Copper production has seen a steep decline in Q3 2024, with an output index of 166.8, representing a 14.8 percent year-on-year decrease from the previous year and a 19.8 percent drop from the second quarter of 2024. The production fell from 4 162 metric tons in Q3 2023 to 3 547 metric tons this quarter. According to the Zimbabwe National Statistics Agency, several factors contributed to this downturn, “the decline in copper production is primarily attributed to supply chain disruptions and rising operational costs"
Additionally, stricter environmental regulations are forcing companies to rethink their production strategies.
Lithium, essential for battery production and electric vehicles, also faced significant challenges in Q3 2024. Despite a year-on-year increase in the production index to 2,184.1, this figure masks a stark 61 percent quarter-on-quarter decline, dropping from 884,860 metric tons in Q2 2024 to just 345,892 metric tons. The report indicates, "Market saturation following rapid expansion has led to overproduction," which has significantly affected pricing and output levels.
Furthermore, fluctuations in consumer demand for electric vehicles have created uncertainty in the lithium market.
In sharp contrast to copper and lithium, gold production has surged dramatically. The output index for gold reached 156.3, marking a 32.3 percent increase from Q2 2024 and a 22.7 percent rise year-on-year. This growth can be attributed to increased investment as investors flock to gold as a safe haven amid economic uncertainty. The ongoing geopolitical tensions and inflationary pressures are driving investors back to gold, highlighting its role as a reliable store of value during turbulent times.
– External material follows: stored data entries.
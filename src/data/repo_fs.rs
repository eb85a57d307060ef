//! CSV-backed trip source.
//!
//! Accepts either a precomputed `duration` column (minutes) or the raw
//! `tpep_pickup_datetime`/`tpep_dropoff_datetime` pair, from which the
//! duration is derived.

use std::fs::File;
use std::io::{self, BufReader};
use std::path::{Path, PathBuf};

use chrono::{DateTime, NaiveDateTime};
use serde::Deserialize;

use crate::common::error::{TaxiError, TaxiResult};

use super::domain::{TripRecord, TripSource};

const DATETIME_FORMATS: [&str; 2] = ["%Y-%m-%d %H:%M:%S", "%Y-%m-%dT%H:%M:%S"];

#[derive(Debug, Deserialize)]
struct RawTripRow {
    #[serde(rename = "PULocationID", default)]
    pickup_zone_id: Option<u32>,
    #[serde(rename = "DOLocationID", default)]
    dropoff_zone_id: Option<u32>,
    #[serde(default)]
    trip_distance: Option<f64>,
    #[serde(default)]
    tpep_pickup_datetime: Option<String>,
    #[serde(default)]
    tpep_dropoff_datetime: Option<String>,
    #[serde(default)]
    duration: Option<f64>,
}

impl RawTripRow {
    fn into_record(self) -> Option<TripRecord> {
        let duration_min = match self.duration {
            Some(d) => d,
            None => {
                let start = parse_datetime(self.tpep_pickup_datetime.as_deref()?)?;
                let end = parse_datetime(self.tpep_dropoff_datetime.as_deref()?)?;
                (end - start).num_milliseconds() as f64 / 60_000.0
            }
        };

        Some(TripRecord::new(
            self.pickup_zone_id?,
            self.dropoff_zone_id?,
            self.trip_distance?,
            duration_min,
        ))
    }
}

fn parse_datetime(raw: &str) -> Option<NaiveDateTime> {
    let raw = raw.trim();
    DATETIME_FORMATS
        .iter()
        .find_map(|fmt| NaiveDateTime::parse_from_str(raw, fmt).ok())
        .or_else(|| DateTime::parse_from_rfc3339(raw).ok().map(|dt| dt.naive_utc()))
}

/// Trip source reading a CSV export from disk.
pub struct CsvTripSource {
    path: PathBuf,
}

impl CsvTripSource {
    pub fn new(path: impl Into<PathBuf>) -> Self {
        Self { path: path.into() }
    }

    pub fn path(&self) -> &Path {
        &self.path
    }
}

impl TripSource for CsvTripSource {
    fn read_trips(&self) -> TaxiResult<Vec<Option<TripRecord>>> {
        let file = File::open(&self.path).map_err(|e| TaxiError::io(&self.path, e))?;
        let mut reader = csv::Reader::from_reader(BufReader::new(file));

        let mut out = Vec::new();
        for row in reader.deserialize::<RawTripRow>() {
            let row = row.map_err(|e| TaxiError::io(&self.path, io::Error::from(e)))?;
            out.push(row.into_record());
        }
        Ok(out)
    }
}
Other minerals like coal and diamonds also reported significant increases in their output indices. Coal reached an index of 410.5, up by 26.3 percent year-on-year, while diamonds showed an output index of 267.5, reflecting a 20.3 percent increase. The Zimbabwe National Statistics Agency noted, "The robust demand for coal in energy production and diamonds in luxury markets has contributed to these increases"
The contrasting trends observed in the mining sector during Q3 2024 highlight the volatility of mineral markets, which has seen copper and lithium struggle with declining production due to various economic pressures and market dynamics, while gold and other minerals thrive amidst increased demand and investment interest.